Received-SPF: pass (google.com: best guess record for domain of linux-kernel-owner@vger.kernel.org designates 209.132.180.67 as permitted sender) client-ip=209.132.180.67;
Subject: Re: [PATCH v6 5/6] nouveau: use new mmu interval notifiers
To:     Jason Gunthorpe <jgg@mellanox.com>
CC:     "linux-rdma@vger.kernel.org" <linux-rdma@vger.kernel.org>,
        "linux-mm@kvack.org" <linux-mm@kvack.org>,
        "linux-kernel@vger.kernel.org" <linux-kernel@vger.kernel.org>,
        "nouveau@lists.freedesktop.org" <nouveau@lists.freedesktop.org>,
        "linux-kselftest@vger.kernel.org" <linux-kselftest@vger.kernel.org>,
        Jerome Glisse <jglisse@redhat.com>,
        "John Hubbard" <jhubbard@nvidia.com>,
        Christoph Hellwig <hch@lst.de>,
        Andrew Morton <akpm@linux-foundation.org>,
        Ben Skeggs <bskeggs@redhat.com>, Shuah Khan <shuah@kernel.org>
References: <20200113224703.5917-1-rcampbell@nvidia.com>
 <20200113224703.5917-6-rcampbell@nvidia.com>
 <20200114125957.GO20978@mellanox.com>
From:   Ralph Campbell <rcampbell@nvidia.com>
Message-ID: <5845f50e-8bc0-8068-ee21-4f910beb1255@nvidia.com>
Date:   Wed, 15 Jan 2020 14:09:47 -0800
User-Agent: Mozilla/5.0 (X11; Linux x86_64; rv:68.0) Gecko/20100101
 Thunderbird/68.1.0
MIME-Version: 1.0
In-Reply-To: <20200114125957.GO20978@mellanox.com>
Content-Type: text/plain; charset="utf-8"; format=flowed
Content-Language: en-US
Content-Transfer-Encoding: 7bit
Sender: linux-kernel-owner@vger.kernel.org
Precedence: bulk


On 1/14/20 5:00 AM, Jason Gunthorpe wrote:
> On Mon, Jan 13, 2020 at 02:47:02PM -0800, Ralph Campbell wrote:
>>   void
>>   nouveau_svmm_fini(struct nouveau_svmm **psvmm)
>>   {
>>   	struct nouveau_svmm *svmm = *psvmm;
>> +	struct mmu_interval_notifier *mni;
>> +
>>   	if (svmm) {
>>   		mutex_lock(&svmm->mutex);
>> +		while (true) {
>> +			mni = mmu_interval_notifier_find(svmm->mm,
>> +					&nouveau_svm_mni_ops, 0UL, ~0UL);
>> +			if (!mni)
>> +				break;
>> +			mmu_interval_notifier_put(mni);
> 
> Oh, now I really don't like the name 'put'. It looks like mni is
> refcounted here, and it isn't. put should be called 'remove_deferred'

OK.

> And then you also need a way to barrier this scheme on driver unload.

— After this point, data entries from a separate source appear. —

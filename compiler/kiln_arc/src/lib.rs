//! ARC sequence optimization analysis for the Kiln optimizer.
//!
//! Earlier lowering inserts an `RcInc`/`RcDec` around every use of a
//! reference-counted value. This crate finds which of those operations are
//! redundant and which releases dispose of the arguments a function owns:
//!
//! - **Region hierarchy** ([`LoopRegionFunctionInfo`]): blocks and natural
//!   loops as a tree, so the dataflow can treat a loop as one node.
//!
//! - **Reference-count lattice** ([`RefCountState`],
//!   [`TopDownRefCountState`], [`BottomUpRefCountState`]): per-object
//!   `Top` / `Matched(instructions)` / `Unknown` states with a strict meet.
//!
//! - **Sequence dataflow** ([`LoopArcSequenceDataflow`]): summarize loops,
//!   one top-down pass, one bottom-up pass. Produces the release→retain and
//!   retain→release maps consumed by the rewrite pass.
//!
//! - **Epilogue matching** ([`ConsumedArgToEpilogueReleaseMatcher`]): the
//!   final release of each `@owned` argument on every path.
//!
//! - **Drivers** ([`analyze_function`], [`analyze_module`],
//!   [`dump_epilogue_releases`]).
//!
//! # Design
//!
//! No loop is ever iterated to a fixpoint. A loop is analyzed once as its
//! own scope (its header starts with no state), and once more as a black
//! box inside its parent: every object any ARC-relevant site in the loop
//! could touch becomes `Unknown`. This loses matches across loop
//! boundaries but never reports a false one.
//!
//! Region states are erased by tombstoning ([`BlotMapVector`]) so entries
//! can be dropped while a pass is walking the map.

use std::sync::Once;

pub mod alias;
pub mod blot_map;
mod config;
mod context;
pub mod dataflow;
pub mod dump;
pub mod epilogue;
pub(crate) mod graph;
pub mod pipeline;
pub mod ref_count_state;
pub mod region;
pub mod region_state;

#[cfg(test)]
mod test_helpers;
#[cfg(test)]
mod tests;

pub use alias::{
    AliasAnalysis, BasicAliasAnalysis, RcIdentity, RcIdentityFunctionInfo, TrackedValue,
};
pub use blot_map::BlotMapVector;
pub use config::{ArcOptConfig, MatcherMode};
pub use context::ArcContext;
pub use dataflow::{
    matching_sets, DecToIncStateMap, IncToDecStateMap, LoopArcSequenceDataflow, MatchingSet,
};
pub use dump::{dump_epilogue_releases, dump_function_epilogue_releases};
pub use epilogue::{ConsumedArgToEpilogueReleaseMatcher, EpilogueMatch};
pub use graph::DominatorTree;
pub use pipeline::{analyze_function, analyze_module, FunctionArcResults, PipelineError};
pub use ref_count_state::{
    BottomUpRefCountState, InstSet, RefCountLattice, RefCountState, TopDownRefCountState,
};
pub use region::{
    LoopRegion, LoopRegionFunctionInfo, NonLocalSucc, RegionError, RegionId, RegionKind,
};
pub use region_state::ArcRegionState;

static TRACING_INIT: Once = Once::new();

/// Initialize tracing for debug output.
///
/// Call this once at startup. Safe to call multiple times.
/// Enable with `RUST_LOG=kiln_arc=debug` or `RUST_LOG=kiln_arc=trace`.
pub fn init_tracing() {
    TRACING_INIT.call_once(|| {
        use tracing_subscriber::{fmt, prelude::*, EnvFilter};

        // Only initialize if RUST_LOG is set
        if std::env::var("RUST_LOG").is_ok() {
            let filter = EnvFilter::from_default_env();
            tracing_subscriber::registry()
                .with(fmt::layer().with_target(true).with_level(true))
                .with(filter)
                .init();
        }
    });
}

Good point. I can add something like
void mmu_interval_notifier_synchronize(struct mm_struct *mm)
that waits for deferred operations to complete similar to
mmu_interval_read_begin().

>> +		}
>>   		svmm->vmm = NULL;
>>   		mutex_unlock(&svmm->mutex);
>> -		mmu_notifier_put(&svmm->notifier);
> 
> While here it was actually a refcount.
> 
>> +static void nouveau_svmm_do_unmap(struct mmu_interval_notifier *mni,
>> +				 const struct mmu_notifier_range *range)
>> +{
>> +	struct svmm_interval *smi =
>> +		container_of(mni, struct svmm_interval, notifier);
>> +	struct nouveau_svmm *svmm = smi->svmm;
>> +	unsigned long start = mmu_interval_notifier_start(mni);
>> +	unsigned long last = mmu_interval_notifier_last(mni);
> 
> This whole algorithm only works if it is protected by the read side of
> the interval tree lock. Deserves at least a comment if not an
> assertion too.

This is called from the invalidate() callback and while holding the
driver page table lock so the struct mmu_interval_notifier and
the interval tree can't change.
I will add comments for v7.

>>   static int nouveau_range_fault(struct nouveau_svmm *svmm,
>>   			       struct nouveau_drm *drm, void *data, u32 size,
>> -			       u64 *pfns, struct svm_notifier *notifier)
>> +			       u64 *pfns, u64 start, u64 end)
>>   {
>>   	unsigned long timeout =
>>   		jiffies + msecs_to_jiffies(HMM_RANGE_DEFAULT_TIMEOUT);
>>   	/* Have HMM fault pages within the fault window to the GPU. */
>>   	struct hmm_range range = {
>> -		.notifier = &notifier->notifier,
>> -		.start = notifier->notifier.interval_tree.start,
>> -		.end = notifier->notifier.interval_tree.last + 1,
>> +		.start = start,
>> +		.end = end,
>>   		.pfns = pfns,
>>   		.flags = nouveau_svm_pfn_flags,
>>   		.values = nouveau_svm_pfn_values,
>> +		.default_flags = 0,
>> +		.pfn_flags_mask = ~0UL,
>>   		.pfn_shift = NVIF_VMM_PFNMAP_V0_ADDR_SHIFT,
>>   	};
>> -	struct mm_struct *mm = notifier->notifier.mm;
>> +	struct mm_struct *mm = svmm->mm;
>>   	long ret;
>>   
>>   	while (true) {
>>   		if (time_after(jiffies, timeout))
>>   			return -EBUSY;
>>   
>> -		range.notifier_seq = mmu_interval_read_begin(range.notifier);
>> -		range.default_flags = 0;
>> -		range.pfn_flags_mask = -1UL;
>>   		down_read(&mm->mmap_sem);
> 
> mmap sem doesn't have to be held for the interval search, and again we
> have lifetime issues with the membership here.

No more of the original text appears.